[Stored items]
######

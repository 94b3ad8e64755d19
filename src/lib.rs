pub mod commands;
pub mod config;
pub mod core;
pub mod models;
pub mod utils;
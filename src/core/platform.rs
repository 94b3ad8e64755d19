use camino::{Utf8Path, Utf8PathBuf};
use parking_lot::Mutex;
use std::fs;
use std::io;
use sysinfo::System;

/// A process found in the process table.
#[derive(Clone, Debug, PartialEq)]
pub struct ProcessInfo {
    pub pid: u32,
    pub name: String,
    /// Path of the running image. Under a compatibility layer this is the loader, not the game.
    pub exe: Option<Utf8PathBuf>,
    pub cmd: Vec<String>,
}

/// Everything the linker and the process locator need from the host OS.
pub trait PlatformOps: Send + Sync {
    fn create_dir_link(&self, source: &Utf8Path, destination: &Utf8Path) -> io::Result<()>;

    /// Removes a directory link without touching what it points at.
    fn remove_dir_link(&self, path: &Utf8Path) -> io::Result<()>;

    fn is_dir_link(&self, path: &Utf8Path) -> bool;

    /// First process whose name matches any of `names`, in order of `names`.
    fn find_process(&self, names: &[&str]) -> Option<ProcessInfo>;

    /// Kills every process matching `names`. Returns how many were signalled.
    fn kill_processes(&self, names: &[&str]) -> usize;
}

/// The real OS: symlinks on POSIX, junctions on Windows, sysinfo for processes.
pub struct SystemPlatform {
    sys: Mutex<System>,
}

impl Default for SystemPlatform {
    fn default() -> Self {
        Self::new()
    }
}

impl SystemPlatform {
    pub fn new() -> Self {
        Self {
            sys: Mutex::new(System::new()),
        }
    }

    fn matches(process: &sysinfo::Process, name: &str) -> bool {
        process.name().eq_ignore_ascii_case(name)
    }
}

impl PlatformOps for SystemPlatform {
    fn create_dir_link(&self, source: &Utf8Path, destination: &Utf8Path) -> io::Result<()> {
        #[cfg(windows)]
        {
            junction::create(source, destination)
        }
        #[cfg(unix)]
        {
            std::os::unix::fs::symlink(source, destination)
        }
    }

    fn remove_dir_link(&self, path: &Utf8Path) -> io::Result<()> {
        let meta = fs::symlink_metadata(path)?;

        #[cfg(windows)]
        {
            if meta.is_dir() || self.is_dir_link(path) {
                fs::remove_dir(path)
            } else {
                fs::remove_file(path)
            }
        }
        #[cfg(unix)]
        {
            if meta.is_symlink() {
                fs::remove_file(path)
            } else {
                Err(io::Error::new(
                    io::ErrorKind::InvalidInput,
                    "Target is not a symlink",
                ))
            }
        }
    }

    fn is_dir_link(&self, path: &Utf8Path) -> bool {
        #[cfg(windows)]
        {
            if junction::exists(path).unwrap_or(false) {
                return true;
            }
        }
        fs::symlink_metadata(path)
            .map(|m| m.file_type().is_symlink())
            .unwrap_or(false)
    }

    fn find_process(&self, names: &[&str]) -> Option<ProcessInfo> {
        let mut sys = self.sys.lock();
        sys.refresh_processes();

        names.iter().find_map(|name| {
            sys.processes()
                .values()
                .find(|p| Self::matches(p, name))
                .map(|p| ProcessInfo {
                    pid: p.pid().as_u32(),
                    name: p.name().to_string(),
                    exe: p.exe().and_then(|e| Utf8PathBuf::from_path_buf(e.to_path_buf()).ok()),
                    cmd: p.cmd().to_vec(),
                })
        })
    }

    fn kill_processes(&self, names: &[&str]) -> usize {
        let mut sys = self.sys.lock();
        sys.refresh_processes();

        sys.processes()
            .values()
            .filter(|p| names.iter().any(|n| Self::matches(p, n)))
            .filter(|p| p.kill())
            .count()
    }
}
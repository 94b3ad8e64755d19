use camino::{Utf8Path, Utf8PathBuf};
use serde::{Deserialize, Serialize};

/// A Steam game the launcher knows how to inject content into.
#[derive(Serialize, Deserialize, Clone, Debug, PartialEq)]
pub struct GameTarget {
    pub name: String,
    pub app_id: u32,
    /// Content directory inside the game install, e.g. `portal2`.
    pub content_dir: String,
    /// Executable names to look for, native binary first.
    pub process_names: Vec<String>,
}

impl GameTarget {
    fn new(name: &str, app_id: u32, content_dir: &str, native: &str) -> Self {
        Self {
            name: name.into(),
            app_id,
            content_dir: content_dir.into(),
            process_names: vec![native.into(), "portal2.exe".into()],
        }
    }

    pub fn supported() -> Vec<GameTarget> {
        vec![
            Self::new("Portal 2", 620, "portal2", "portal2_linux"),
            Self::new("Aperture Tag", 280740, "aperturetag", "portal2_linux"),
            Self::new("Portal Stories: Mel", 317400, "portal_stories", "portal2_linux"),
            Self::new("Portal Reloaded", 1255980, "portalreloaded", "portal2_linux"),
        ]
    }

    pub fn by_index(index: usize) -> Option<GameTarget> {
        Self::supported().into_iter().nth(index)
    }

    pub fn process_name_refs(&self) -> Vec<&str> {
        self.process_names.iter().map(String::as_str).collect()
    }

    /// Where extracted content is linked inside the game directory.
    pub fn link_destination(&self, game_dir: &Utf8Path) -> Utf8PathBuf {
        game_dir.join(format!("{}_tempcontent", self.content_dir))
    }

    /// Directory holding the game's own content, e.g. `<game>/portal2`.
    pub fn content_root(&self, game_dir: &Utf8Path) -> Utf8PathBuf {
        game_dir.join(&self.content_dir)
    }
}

######

§ **What you will do**: Look through the records and copy every line that has the word "Deserialize".

§ **Answer to this exercise**:
use serde::{Deserialize, Serialize};
#[derive(Serialize, Deserialize, Clone, Debug, PartialEq)]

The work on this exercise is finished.